Ms. Zein Al Din, the North Rhine-Westphalia Academy for International Politics. Isn't that a bit too big for the state?
Mayssoun Zein Al Din: Not at all. We have the United Nations and many important international institutions in Bonn. Bonn is the center of North/South politics in Germany and a city of science. With the academy, we would like to strengthen this international location even more.
What are your plans for the academy?
Zein Al Din: We want to bring excellent scientists from around the world to Bonn, who can conduct independent research using their ideas for a certain period of time in order to work on solving questions that can only be addressed in a global perspective.
Do you have any particular areas of focus?
Zein Al Din: Yes. The first is artificial intelligence and international politics. We have a lot of catching up to do in Germany. That's what our Summer Academy is all about. The world's pressing issues should definitely be answered by major economies.
An NRW academy that is supposed to represent the whole of Germany?
Zein Al Din: Our aspiration is even greater. We want to gather knowledge for Bonn, the region, North Rhine-Westphalia, Germany, but also the world, by bringing together people from all parts of the world and different disciplines who might not otherwise come together.
Zein Al Din: At our Summer Academy right now, we have a diplomat from Israel, a researcher from Iran and representatives from the USA and Russia working side by side. We have scientists from Saudi Arabia, Jordan, Kosovo, Mexico, Ghana, Singapore and India. Our goal is to talk to each other instead of about each other, to create knowledge and enable new perspectives that have relevance around the world. But we also want to offer fellowships for non-scientists, i.e. people from the real world, for example artists, representatives from business or culture.
The academy is based in the former Pakistani embassy on Rheinallee. Is that your permanent location?
Zein Al Din: Originally, the site of the old Kinderklinik (Childrens’ Hospital) was earmarked for it. But it is in poor structural condition and needs to undergo extensive renovations. Before waiting for five years, we decided to rent the interim property in Bad Godesberg. We are setting up the academy there for the time being.
How many employees does the academy have and what is the overall budget?
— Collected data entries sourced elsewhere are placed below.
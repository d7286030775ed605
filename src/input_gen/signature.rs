use rsa::pkcs1v15::SigningKey;
use rsa::sha2::Sha256;
use rsa::signature::{RandomizedSigner, SignatureEncoding};
use rsa::traits::PublicKeyParts;
use rsa::RsaPrivateKey;

const KEY_BITS: usize = 2048;

/// RS256 test vector over `signing_input`: a fresh provider-shaped modulus
/// and the matching PKCS#1 v1.5 signature, both big-endian bytes.
pub fn sign(signing_input: &[u8]) -> (Vec<u8>, Vec<u8>) {
    let mut rng = rand_core::OsRng;

    let private_key = RsaPrivateKey::new(&mut rng, KEY_BITS).expect("failed to generate a key");
    let signing_key = SigningKey::<Sha256>::new(private_key.clone());

    let sig = signing_key.sign_with_rng(&mut rng, signing_input);
    let pk = private_key.to_public_key();

    (pk.n().to_bytes_be(), sig.to_bytes().to_vec())
}

#[test]
fn test_rsa_vector_shapes() {
    let (n, sig) = sign(b"header.payload");

    assert_eq!(n.len(), KEY_BITS / 8);
    assert_eq!(sig.len(), KEY_BITS / 8);
}
use base64::engine::general_purpose::URL_SAFE_NO_PAD;
use base64::Engine as _;
use thiserror::Error;

#[derive(Debug, Error)]
pub enum JwtError {
    #[error("compact token has {0} segments, expected 3")]
    Malformed(usize),
    #[error("base64url decode failed: {0}")]
    Base64(#[from] base64::DecodeError),
    #[error("decoded payload is not utf-8: {0}")]
    Utf8(#[from] std::string::FromUtf8Error),
    #[error("claim {0:?} not found in payload")]
    ClaimNotFound(String),
    #[error("claim {0:?} has no readable value")]
    MalformedClaim(String),
}

/// A compact serialization split into its three base64url segments,
/// kept as raw text. Decoding is per segment and on demand.
#[derive(Debug, Clone)]
pub struct CompactJwt {
    pub header: String,
    pub payload: String,
    pub signature: String,
}

impl CompactJwt {
    pub fn parse(token: &str) -> Result<Self, JwtError> {
        let parts: Vec<&str> = token.split('.').collect();
        if parts.len() != 3 {
            return Err(JwtError::Malformed(parts.len()));
        }

        log::debug!(
            "jwt segments: header {} / payload {} / signature {}",
            parts[0].len(),
            parts[1].len(),
            parts[2].len()
        );

        Ok(Self {
            header: parts[0].to_string(),
            payload: parts[1].to_string(),
            signature: parts[2].to_string(),
        })
    }

    /// `header '.' payload` in base64url text. This is the byte string the
    /// RS256 signature covers, and what the hash preprocessor pads.
    pub fn signing_input(&self) -> String {
        format!("{}.{}", self.header, self.payload)
    }

    pub fn decode_header(&self) -> Result<Vec<u8>, JwtError> {
        Ok(URL_SAFE_NO_PAD.decode(&self.header)?)
    }

    pub fn decode_payload(&self) -> Result<Vec<u8>, JwtError> {
        Ok(URL_SAFE_NO_PAD.decode(&self.payload)?)
    }

    pub fn decode_signature(&self) -> Result<Vec<u8>, JwtError> {
        Ok(URL_SAFE_NO_PAD.decode(&self.signature)?)
    }

    /// Decoded payload as text, the form claims are located in.
    pub fn payload_text(&self) -> Result<String, JwtError> {
        Ok(String::from_utf8(self.decode_payload()?)?)
    }
}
Zein Al Din: So far there are seven employees, two more will probably be added. The state budget has earmarked 2.9 million euros for the academy.
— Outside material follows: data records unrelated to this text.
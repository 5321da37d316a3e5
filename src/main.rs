use anyhow::{Context, Result};
use std::io;

use number_guessing::{SecretSelector, Session};

fn main() -> Result<()> {
    env_logger::init();

    let mut selector = SecretSelector::from_time();
    let mut session = Session::new(selector.select_secret());

    let stdin = io::stdin();
    let stdout = io::stdout();
    session
        .run(stdin.lock(), stdout.lock())
        .context("Number guessing session did not finish")?;
    Ok(())
}
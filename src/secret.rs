use log::debug;
use rand::{rngs::StdRng, Rng, SeedableRng};
use std::time::{SystemTime, UNIX_EPOCH};

pub const SECRET_MIN: i64 = 1;
pub const SECRET_MAX: i64 = 100;

/// Draws secrets from an owned generator, seeded once on construction.
pub struct SecretSelector {
    rng: StdRng,
}

impl SecretSelector {
    pub fn from_seed(seed: u64) -> Self {
        debug!("Seeding secret selector with {}", seed);
        SecretSelector {
            rng: StdRng::seed_from_u64(seed),
        }
    }

    /// Seeds from the wall clock so that consecutive runs pick different numbers.
    pub fn from_time() -> Self {
        // a clock set before 1970 just gets seed 0
        let seed = SystemTime::now()
            .duration_since(UNIX_EPOCH)
            .map(|d| d.as_nanos() as u64)
            .unwrap_or_default();
        Self::from_seed(seed)
    }

    pub fn select_secret(&mut self) -> i64 {
        let secret = self.rng.random_range(SECRET_MIN..=SECRET_MAX);
        debug!("Selected secret {}", secret);
        secret
    }
}
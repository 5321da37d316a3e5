#[derive(thiserror::Error, Debug)]
pub enum GameError {
    #[error("I/O error while talking to the player (error: {0})")]
    Io(#[from] std::io::Error),
    #[error("Not a whole number: {0:?}")]
    InvalidGuess(String),
    #[error("Input closed after {attempts} attempts, before the number was guessed")]
    InputClosed { attempts: u32 },
}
The academy was already a topic in the 2017 black-yellow coalition agreement and in State Premier Armin Laschet's government declaration. That was four years ago. Why did it take so long for the idea to be put into practice?
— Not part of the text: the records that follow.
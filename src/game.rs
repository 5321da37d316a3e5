use std::io::{BufRead, Write};

use log::{info, trace, warn};

use crate::error::GameError;
use crate::hint::{classify, Hint};
use crate::secret::{SECRET_MAX, SECRET_MIN};

const WELCOME: &str = "Welcome to the Number Guessing Game!";
const CHALLENGE: &str = "Can you guess what it is?";
const PROMPT: &str = "Enter your guess: ";
const INVALID: &str = "Please enter a whole number.";

#[derive(Debug, PartialEq, Eq, Copy, Clone)]
pub enum State {
    AwaitingGuess,
    Finished,
}

/// Result of a finished session.
#[derive(Debug, PartialEq, Eq, Copy, Clone)]
pub struct Outcome {
    pub secret: i64,
    pub attempts: u32,
}

/// Parses one raw input line. Bytes that are not UTF-8 are as invalid as any
/// other non-number.
pub fn parse_guess_bytes(line: &[u8]) -> Result<i64, GameError> {
    match std::str::from_utf8(line) {
        Ok(text) => parse_guess(text),
        Err(_) => Err(GameError::InvalidGuess(
            String::from_utf8_lossy(line).trim().to_string(),
        )),
    }
}

pub fn parse_guess(line: &str) -> Result<i64, GameError> {
    let trimmed = line.trim();
    trimmed
        .parse()
        .map_err(|_| GameError::InvalidGuess(trimmed.to_string()))
}

/// One game: a fixed secret, a running attempt count and the latest hint.
#[derive(Debug)]
pub struct Session {
    secret: i64,
    attempts: u32,
    last_hint: Option<Hint>,
    state: State,
}

impl Session {
    pub fn new(secret: i64) -> Self {
        Session {
            secret,
            attempts: 0,
            last_hint: None,
            state: State::AwaitingGuess,
        }
    }

    pub fn secret(&self) -> i64 {
        self.secret
    }

    pub fn attempts(&self) -> u32 {
        self.attempts
    }

    pub fn last_hint(&self) -> Option<Hint> {
        self.last_hint
    }

    pub fn state(&self) -> State {
        self.state
    }

    /// Counts and classifies one guess. Once finished, further guesses are
    /// ignored and the counter stays put.
    pub fn submit(&mut self, guess: i64) -> Hint {
        if self.state == State::Finished {
            return Hint::ExactMatch;
        }
        self.attempts += 1;
        let hint = classify(guess, self.secret);
        trace!("Attempt {}: guess {} -> {:?}", self.attempts, guess, hint);
        self.last_hint = Some(hint);
        if hint.is_exact() {
            self.state = State::Finished;
        }
        hint
    }

    /// Plays the session to the end over the given input and output.
    /// Lines that are not whole numbers are rejected and re-prompted without
    /// counting as an attempt.
    pub fn run<R, W>(&mut self, mut input: R, mut output: W) -> Result<Outcome, GameError>
    where
        R: BufRead,
        W: Write,
    {
        writeln!(output, "{}", WELCOME)?;
        writeln!(
            output,
            "I have selected a number between {} and {}.",
            SECRET_MIN, SECRET_MAX
        )?;
        writeln!(output, "{}", CHALLENGE)?;

        let mut line = Vec::new();
        while self.state == State::AwaitingGuess {
            write!(output, "{}", PROMPT)?;
            output.flush()?;

            line.clear();
            if input.read_until(b'\n', &mut line)? == 0 {
                return Err(GameError::InputClosed {
                    attempts: self.attempts,
                });
            }
            let guess = match parse_guess_bytes(&line) {
                Ok(guess) => guess,
                Err(err) => {
                    warn!("Rejected input: {}", err);
                    writeln!(output, "{}", INVALID)?;
                    continue;
                }
            };

            let hint = self.submit(guess);
            if hint.is_exact() {
                writeln!(
                    output,
                    "Congratulations! You've guessed the number {} in {} attempts.",
                    self.secret, self.attempts
                )?;
            } else {
                writeln!(output, "{}", hint)?;
            }
        }
        output.flush()?;

        info!("Session finished after {} attempts", self.attempts);
        Ok(Outcome {
            secret: self.secret,
            attempts: self.attempts,
        })
    }
}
Zein Al Din: The year 2020 was marked by the pandemic and our Fellows were unable to travel. I'm glad it's starting up now.
You worked closely with Laschet and now run the academy. Is this to be a mark he leaves behind in North Rhine-Westphalia when he goes to Berlin to pursue national politics?
Zein Al Din: The academy is important for the open-minded and cosmopolitan state of North Rhine-Westphalia. The fact that the State Premier's idea is now being implemented for the (NRW) state anniversary is a good signal. The fact that Armin Laschet is interested in international politics has been a great help to our work.
What does Bonn get out of the academy?
Zein Al Din: My wish is that in a few years it will be said that if people in international politics have something important to research or say, then they should be able to do it in Bonn or from Bonn. Our aspiration must be this: Personalities from all over the world come to us with relevant questions and new scientific perspectives. That can be incredibly enriching for Bonn.